** Stored items **
============

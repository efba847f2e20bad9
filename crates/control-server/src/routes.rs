//! Route table and JSON handlers

use laser::{LaserError, LaserLimits};
use led::LedState;
use serde::Serialize;
use serde_json::json;
use tracing::{error, info, warn};
use unit_config::ConfigError;

use crate::disk::storage_free_mb;
use crate::request::Request;
use crate::response::Response;
use crate::AppState;

/// Longest path echoed back in a 404
const MAX_ECHOED_PATH: usize = 63;

#[derive(Debug, Clone, Copy, PartialEq, Eq)]
pub(crate) enum Route {
    Preflight,
    Status,
    Arm,
    Disarm,
    GetConfig,
    UpdateConfig,
    Stream,
}

/// Resolve a route by exact path match
pub(crate) fn route(method: &str, path: &str) -> Result<Route, Response> {
    if method == "OPTIONS" {
        return Ok(Route::Preflight);
    }
    let known = matches!(path, "/status" | "/arm" | "/disarm" | "/config" | "/stream");
    if !known {
        return Err(Response::error(
            404,
            format!("Endpoint not found: {}", sanitize_path(path)),
        ));
    }

    match (path, method) {
        ("/status", "GET") => Ok(Route::Status),
        ("/arm", "POST") => Ok(Route::Arm),
        ("/disarm", "POST") => Ok(Route::Disarm),
        ("/config", "GET") => Ok(Route::GetConfig),
        ("/config", "POST") => Ok(Route::UpdateConfig),
        ("/stream", "GET") => Ok(Route::Stream),
        ("/status", _) => Err(Response::error(405, "Use GET for /status")),
        ("/arm", _) => Err(Response::error(405, "Use POST for /arm")),
        ("/disarm", _) => Err(Response::error(405, "Use POST for /disarm")),
        ("/config", _) => Err(Response::error(405, "Use GET or POST for /config")),
        _ => Err(Response::error(405, "Use GET for /stream")),
    }
}

/// Printable ASCII only, capped so a hostile path cannot bloat the reply
fn sanitize_path(path: &str) -> String {
    path.chars()
        .take(MAX_ECHOED_PATH)
        .map(|c| if (' '..='~').contains(&c) { c } else { '?' })
        .collect()
}

/// Run a non-streaming route
pub(crate) fn handle(state: &AppState, route: Route, request: &Request) -> Response {
    match route {
        Route::Preflight => Response::preflight(),
        Route::Status => status(state),
        Route::Arm => arm(state),
        Route::Disarm => disarm(state),
        Route::GetConfig => get_config(state),
        Route::UpdateConfig => update_config(state, request),
        Route::Stream => Response::error(500, "Stream must be served by the connection task"),
    }
}

/// `GET /status` body
#[derive(Debug, Serialize)]
pub struct StatusResponse {
    pub armed: bool,
    pub detection_enabled: bool,
    pub uptime_seconds: u64,
    pub detections_today: u64,
    pub storage_free_mb: u64,
    pub firmware_version: String,
}

fn status(state: &AppState) -> Response {
    let snapshot = match state.config.snapshot() {
        Ok(snapshot) => snapshot,
        Err(e) => {
            error!("Status: config unavailable: {}", e);
            return Response::error(500, "Configuration unavailable");
        }
    };
    let detections_today = state
        .targeting
        .stats()
        .map(|stats| stats.detections_today)
        .unwrap_or(0);

    let body = StatusResponse {
        armed: snapshot.armed,
        detection_enabled: snapshot.detection.enabled,
        uptime_seconds: state.uptime_seconds(),
        detections_today,
        storage_free_mb: storage_free_mb(&state.storage_path),
        firmware_version: state.version.clone(),
    };
    match serde_json::to_value(&body) {
        Ok(value) => Response::json(200, &value),
        Err(e) => {
            error!("Status serialization failed: {}", e);
            Response::error(500, "Failed to build status")
        }
    }
}

const SAFE_MODE_MESSAGE: &str = "Cannot arm: system is in safe mode. Manual reset required.";

/// Laser first, then the persisted flag, then the LED
fn arm(state: &AppState) -> Response {
    if state.in_safe_mode() {
        warn!("Arm refused: safety fault latched");
        return Response::error(400, SAFE_MODE_MESSAGE);
    }
    match state.laser.arm() {
        Ok(()) => {}
        Err(LaserError::KillSwitch) => {
            return Response::error(
                400,
                "Cannot arm: emergency stop is engaged. Clear emergency stop first.",
            );
        }
        Err(LaserError::Fault(_)) => return Response::error(400, SAFE_MODE_MESSAGE),
        Err(e) => {
            error!("Arm failed at laser: {}", e);
            return Response::error(500, "Failed to arm device");
        }
    }

    if let Err(e) = state.config.set_armed(true) {
        error!("Arm failed to persist: {}", e);
        if let Err(e) = state.laser.disarm() {
            warn!("Rollback disarm failed: {}", e);
            state.laser.force_off("arm rollback");
        }
        return Response::error(500, "Failed to arm device");
    }

    state.led.clear_state(LedState::Disarmed);
    state.led.set_state(LedState::Armed);
    info!("Armed via control server");
    Response::json(200, &json!({ "armed": true }))
}

/// Disarm always reaches the laser, even if the config write fails
fn disarm(state: &AppState) -> Response {
    let laser_result = state.laser.disarm();
    if let Err(e) = &laser_result {
        error!("Disarm failed at laser: {}", e);
        state.laser.force_off("disarm failure");
    }

    let config_result = state.config.set_armed(false);
    if let Err(e) = &config_result {
        error!("Disarm failed to persist: {}", e);
    }

    state.led.clear_state(LedState::Armed);
    state.led.set_state(LedState::Disarmed);

    if laser_result.is_err() || config_result.is_err() {
        return Response::error(500, "Failed to disarm device");
    }
    info!("Disarmed via control server");
    Response::json(200, &json!({ "armed": false }))
}

fn get_config(state: &AppState) -> Response {
    let view = state
        .config
        .public_view()
        .map_err(|e| e.to_string())
        .and_then(|view| serde_json::to_value(view).map_err(|e| e.to_string()));
    match view {
        Ok(value) => Response::json(200, &value),
        Err(e) => {
            error!("Config read failed: {}", e);
            Response::error(500, "Failed to read configuration")
        }
    }
}

fn update_config(state: &AppState, request: &Request) -> Response {
    if request.body.is_empty() {
        return Response::error(400, "Request body required");
    }
    let Some(body) = request.body_str() else {
        return validation_error("_json", "Invalid JSON");
    };

    match state.config.apply_update(body) {
        Ok(view) => {
            let limits = LaserLimits::from_seconds(
                view.laser.enabled,
                view.laser.max_duration_seconds,
                view.laser.cooldown_seconds,
            );
            if let Err(e) = state.laser.set_limits(limits) {
                warn!("Laser limits not applied: {}", e);
            }
            match serde_json::to_value(view) {
                Ok(value) => Response::json(200, &value),
                Err(e) => {
                    error!("Config serialization failed: {}", e);
                    Response::error(500, "Failed to serialize configuration")
                }
            }
        }
        Err(ConfigError::Validation(e)) => {
            warn!("Config update rejected: {}", e);
            validation_error(&e.field, &e.message)
        }
        Err(e) => {
            error!("Config update failed: {}", e);
            Response::error(500, "Failed to update configuration")
        }
    }
}

/// 400 naming the offending field
fn validation_error(field: &str, message: &str) -> Response {
    Response::json(400, &json!({ "error": message, "code": 400, "field": field }))
}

============

** To do **
Each line of the data above containing the string "LaserLimits" is to be copied.

** Finished exercise **
use laser::{LaserError, LaserLimits};
            let limits = LaserLimits::from_seconds(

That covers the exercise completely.